Ces nouvelles réformes à grande échelle mettent donc de l’avant de nombreuses stratégies gouvernementales « hybrides » à employer afin de réaliser des réformes effectives et durables. Il semble maintenant s’agir d’offrir, en logique « verticale » ou centralisatrice qui donne la direction au changement et encadre les actions des acteurs sur le terrain, une vision claire du changement à entreprendre et des résultats à atteindre, de déterminer les buts, de mettre en place des moyens spécifiques et des ressources, d’établir des standards, des incitateurs et un processus d’évaluation et de reddition de comptes. En ce qui concerne la logique « horizontale » ou décentralisée, il s’agit de donner une certaine autonomie aux acteurs sur le terrain et de développer leur capacité à construire7. On propose également, au niveau de la zone de pouvoir et de marchandage, d’informer les acteurs et la population sur le changement, de les faire participer au processus de changement, c’est-à-dire de les mobiliser, de favoriser les débats et les apprentissages et d’obtenir des consensus, mais les modalités ou stratégies spécifiques permettant d’atteindre ces stratégies générales manquent à l’appel. Ces mêmes problèmes de spécification opérationnelle se présentent lorsqu’il s’agit de déterminer les stratégies qui permettent de s’adapter au fait que les politiques évoluent et se transforment au fil du temps. La dimension « prise en compte du contexte » devient, pour sa part, grandement importante à considérer lors du choix des stratégies d’implantation ainsi que tout au long du processus de changement.
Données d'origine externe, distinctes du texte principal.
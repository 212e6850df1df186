//! WebSocket protocol messages for Snap.

use serde::{Deserialize, Serialize};
use snap_core::{Difficulty, GameEvent, GameSnapshot, Player};
use uuid::Uuid;

/// Messages sent from client to server.
#[derive(Debug, Clone, Serialize, Deserialize)]
#[serde(tag = "type", content = "payload")]
pub enum ClientMessage {
    /// Start a fresh game against the computer
    NewGame {
        player_name: String,
        /// Falls back to the server's configured reaction delay
        #[serde(default)]
        difficulty: Option<Difficulty>,
    },

    /// Lay the next card
    Play,

    /// Call snap
    Snap,

    /// Continue to the next round
    Next,

    /// Request the current table
    GetState,

    /// Ping for keepalive
    Ping,
}

/// Messages sent from server to client.
#[derive(Debug, Clone, Serialize, Deserialize)]
#[serde(tag = "type", content = "payload")]
pub enum ServerMessage {
    /// Welcome message with assigned player ID
    Welcome { player_id: Uuid },

    /// Game created and first round dealt
    GameStarted {
        session: SessionInfo,
        state: GameSnapshot,
    },

    /// Table updated
    GameState { state: GameSnapshot },

    /// What changed since the last update
    Events { events: Vec<GameEvent> },

    /// A round has been decided
    RoundOver { winner: Player, score: Score },

    /// Error occurred
    Error { message: String },

    /// Pong response
    Pong,
}

/// Rounds won by each side
#[derive(Debug, Clone, Copy, Default, PartialEq, Eq, Serialize, Deserialize)]
pub struct Score {
    pub human: u32,
    pub computer: u32,
}

impl Score {
    pub fn record(&mut self, winner: Player) {
        match winner {
            Player::Human => self.human += 1,
            Player::Computer => self.computer += 1,
        }
    }
}

/// Session information for clients.
#[derive(Debug, Clone, Serialize, Deserialize)]
pub struct SessionInfo {
    pub id: Uuid,
    pub player_name: String,
    pub difficulty: Option<Difficulty>,
    pub score: Score,
}
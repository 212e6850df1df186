//! The 52-card deck and its reordering rules.
//!
//! The deck is a single ordered sequence shared by both players. The prefix
//! up to the cursor is the played zone (unowned cards), the rest is split
//! between the players by the `owner` of each card. Cards are never added or
//! removed: shuffling, dealing and re-weaving spoils only move them around.

use crate::card::{Card, Player, Suit, Value};
use rand::seq::SliceRandom;
use rand::Rng;
use serde::{Deserialize, Serialize};
use std::collections::{HashSet, VecDeque};
use std::ops::Index;
use thiserror::Error;

/// Number of cards in a standard deck
pub const DECK_SIZE: usize = 52;

/// Errors from building a deck out of arbitrary cards
#[derive(Debug, Clone, PartialEq, Eq, Error)]
pub enum DeckError {
    #[error("Deck must hold {expected} cards, found {found}")]
    WrongSize { expected: usize, found: usize },

    #[error("Duplicate card in deck: {0}")]
    DuplicateCard(Card),

    #[error("Card is not held by either player: {0}")]
    UnownedCard(Card),
}

/// Result of folding the played zone back into the deck
#[derive(Debug, Clone, Copy, PartialEq, Eq, Serialize, Deserialize)]
pub struct WeaveOutcome {
    /// Spoils inserted between two adjacent cards of the loser
    pub woven: usize,
    /// Spoils left over and appended to the end
    pub appended: usize,
}

/// Ordered sequence of the 52 canonical cards
#[derive(Debug, Clone, PartialEq, Eq, Serialize, Deserialize)]
pub struct Deck {
    cards: Vec<Card>,
}

impl Deck {
    /// Build the standard deck, suit by suit, values ascending, nobody owning anything
    pub fn standard() -> Self {
        let mut cards = Vec::with_capacity(DECK_SIZE);
        for suit in Suit::ALL {
            for value in Value::ALL {
                cards.push(Card::new(suit, value));
            }
        }
        Self { cards }
    }

    /// Take an arbitrary arrangement, checking it is a full deck
    pub fn from_cards(cards: Vec<Card>) -> Result<Self, DeckError> {
        if cards.len() != DECK_SIZE {
            return Err(DeckError::WrongSize {
                expected: DECK_SIZE,
                found: cards.len(),
            });
        }

        let mut seen = HashSet::with_capacity(DECK_SIZE);
        for card in &cards {
            if !seen.insert(card.face()) {
                return Err(DeckError::DuplicateCard(*card));
            }
        }

        Ok(Self { cards })
    }

    pub fn cards(&self) -> &[Card] {
        &self.cards
    }

    pub fn len(&self) -> usize {
        self.cards.len()
    }

    pub fn is_empty(&self) -> bool {
        self.cards.is_empty()
    }

    pub fn get(&self, index: usize) -> Option<&Card> {
        self.cards.get(index)
    }

    pub(crate) fn get_mut(&mut self, index: usize) -> Option<&mut Card> {
        self.cards.get_mut(index)
    }

    /// Whether every canonical card is present exactly once
    pub fn is_canonical(&self) -> bool {
        if self.cards.len() != DECK_SIZE {
            return false;
        }
        let faces: HashSet<(Suit, Value)> = self.cards.iter().map(Card::face).collect();
        faces.len() == DECK_SIZE
    }

    /// Uniform Fisher-Yates shuffle
    pub fn shuffle<R: Rng>(&mut self, rng: &mut R) {
        self.cards.shuffle(rng);
    }

    /// Hand out the whole deck by position parity.
    ///
    /// Card 0 goes to `first_mover`, card 1 to the opponent, and so on.
    pub fn deal_alternating(&mut self, first_mover: Player) {
        let offset = match first_mover {
            Player::Human => 0,
            Player::Computer => 1,
        };
        for (i, card) in self.cards.iter_mut().enumerate() {
            card.owner = Some(if (i + offset) % 2 == 1 {
                Player::Computer
            } else {
                Player::Human
            });
        }
    }

    /// Fold the first `played` cards back into the deck in favour of `winner`.
    ///
    /// The played prefix is cut out as spoils. Walking the rest from index 1,
    /// each time two neighbours belong to the same player and that player is
    /// not the winner, the next spoil is handed to the winner and inserted
    /// between them. Spoils left after the walk go to the bottom.
    pub fn reweave(&mut self, played: usize, winner: Player) -> WeaveOutcome {
        assert!(
            played <= self.cards.len(),
            "played zone of {} cards exceeds deck of {}",
            played,
            self.cards.len()
        );

        let mut spoils: VecDeque<Card> = self.cards.drain(..played).collect();
        let mut woven = 0;

        let mut i = 1;
        while i < self.cards.len() {
            let prev = self.cards[i - 1].owner;
            if self.cards[i].owner == prev && prev != Some(winner) {
                if let Some(mut spoil) = spoils.pop_front() {
                    spoil.owner = Some(winner);
                    self.cards.insert(i, spoil);
                    woven += 1;
                }
            }
            i += 1;
        }

        let appended = spoils.len();
        self.cards.extend(spoils.into_iter().map(|mut card| {
            card.owner = Some(winner);
            card
        }));

        WeaveOutcome { woven, appended }
    }

    /// Number of cards a player still holds
    pub fn held_by(&self, player: Player) -> usize {
        self.cards
            .iter()
            .filter(|c| c.owner == Some(player))
            .count()
    }
}

impl Default for Deck {
    fn default() -> Self {
        Self::standard()
    }
}

impl Index<usize> for Deck {
    type Output = Card;

    fn index(&self, index: usize) -> &Card {
        &self.cards[index]
    }
}
//! Timing configuration for the simulated opponent.
//!
//! The engine never measures time itself. These values are handed to the
//! [`Scheduler`](crate::scheduler::Scheduler) together with each request.

use serde::{Deserialize, Serialize};
use std::time::Duration;
use thiserror::Error;

/// Delay before the computer reacts to its turn or to a snap on the table
pub const DEFAULT_REACTION_DELAY_MS: u64 = 1500;

/// Delay between a finished round and the next one when auto-continuing
pub const DEFAULT_PLAY_DELAY_MS: u64 = 3000;

/// Delay before the computer's opening card when it moves first
pub const DEFAULT_INITIAL_DELAY_MS: u64 = 500;

/// Configuration errors
#[derive(Debug, Clone, PartialEq, Eq, Error)]
pub enum ConfigError {
    #[error("Reaction delay must be greater than zero")]
    ZeroReactionDelay,
}

/// How quickly the computer reacts
#[derive(Debug, Clone, Copy, PartialEq, Eq, Default, Serialize, Deserialize)]
#[serde(rename_all = "lowercase")]
pub enum Difficulty {
    Easy,
    #[default]
    Medium,
    Hard,
}

impl Difficulty {
    /// Reaction delay preset in milliseconds
    pub fn reaction_delay_ms(&self) -> u64 {
        match self {
            Difficulty::Easy => 2500,
            Difficulty::Medium => DEFAULT_REACTION_DELAY_MS,
            Difficulty::Hard => 800,
        }
    }
}

/// Engine timing settings, plain numbers so they can be set from anywhere
#[derive(Debug, Clone, PartialEq, Eq, Serialize, Deserialize)]
#[serde(default)]
pub struct EngineConfig {
    pub reaction_delay_ms: u64,
    pub play_delay_ms: u64,
    pub initial_delay_ms: u64,
    /// Ask the scheduler to start the next round after `play_delay_ms`
    pub auto_continue: bool,
}

impl Default for EngineConfig {
    fn default() -> Self {
        Self {
            reaction_delay_ms: DEFAULT_REACTION_DELAY_MS,
            play_delay_ms: DEFAULT_PLAY_DELAY_MS,
            initial_delay_ms: DEFAULT_INITIAL_DELAY_MS,
            auto_continue: false,
        }
    }
}

impl EngineConfig {
    /// Default timings with the reaction delay of a difficulty preset
    pub fn for_difficulty(difficulty: Difficulty) -> Self {
        Self {
            reaction_delay_ms: difficulty.reaction_delay_ms(),
            ..Self::default()
        }
    }

    pub fn reaction_delay(&self) -> Duration {
        Duration::from_millis(self.reaction_delay_ms)
    }

    pub fn play_delay(&self) -> Duration {
        Duration::from_millis(self.play_delay_ms)
    }

    pub fn initial_delay(&self) -> Duration {
        Duration::from_millis(self.initial_delay_ms)
    }

    /// Check the settings make a playable game
    pub fn validate(&self) -> Result<(), ConfigError> {
        if self.reaction_delay_ms == 0 {
            return Err(ConfigError::ZeroReactionDelay);
        }
        Ok(())
    }
}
Ainsi, les stratégies « hybrides » permettraient aux réformes éducatives d’avoir le maximum de chances de réussite (Hargreaves, 1989; Fuhrman, 1993; Gather-Thurler, 2000; Legendre, 2002; Tyack et Cuban, 2003; Van Zanten, 2004; Fullan, 2007) mais beaucoup reste à faire afin de comprendre comment ces dynamiques de gouvernement et de terrain, de pouvoir et de négociation, de transformation et de spécification, et de prise en compte du contexte peuvent prendre place.

7 La capacité à construire « fait référence au fait de développer l’habileté collective – dispositions, talents, connaissances, motivation et ressources – à agir ensemble afin de réaliser des changements positifs » (Fullan, 2005 : 4).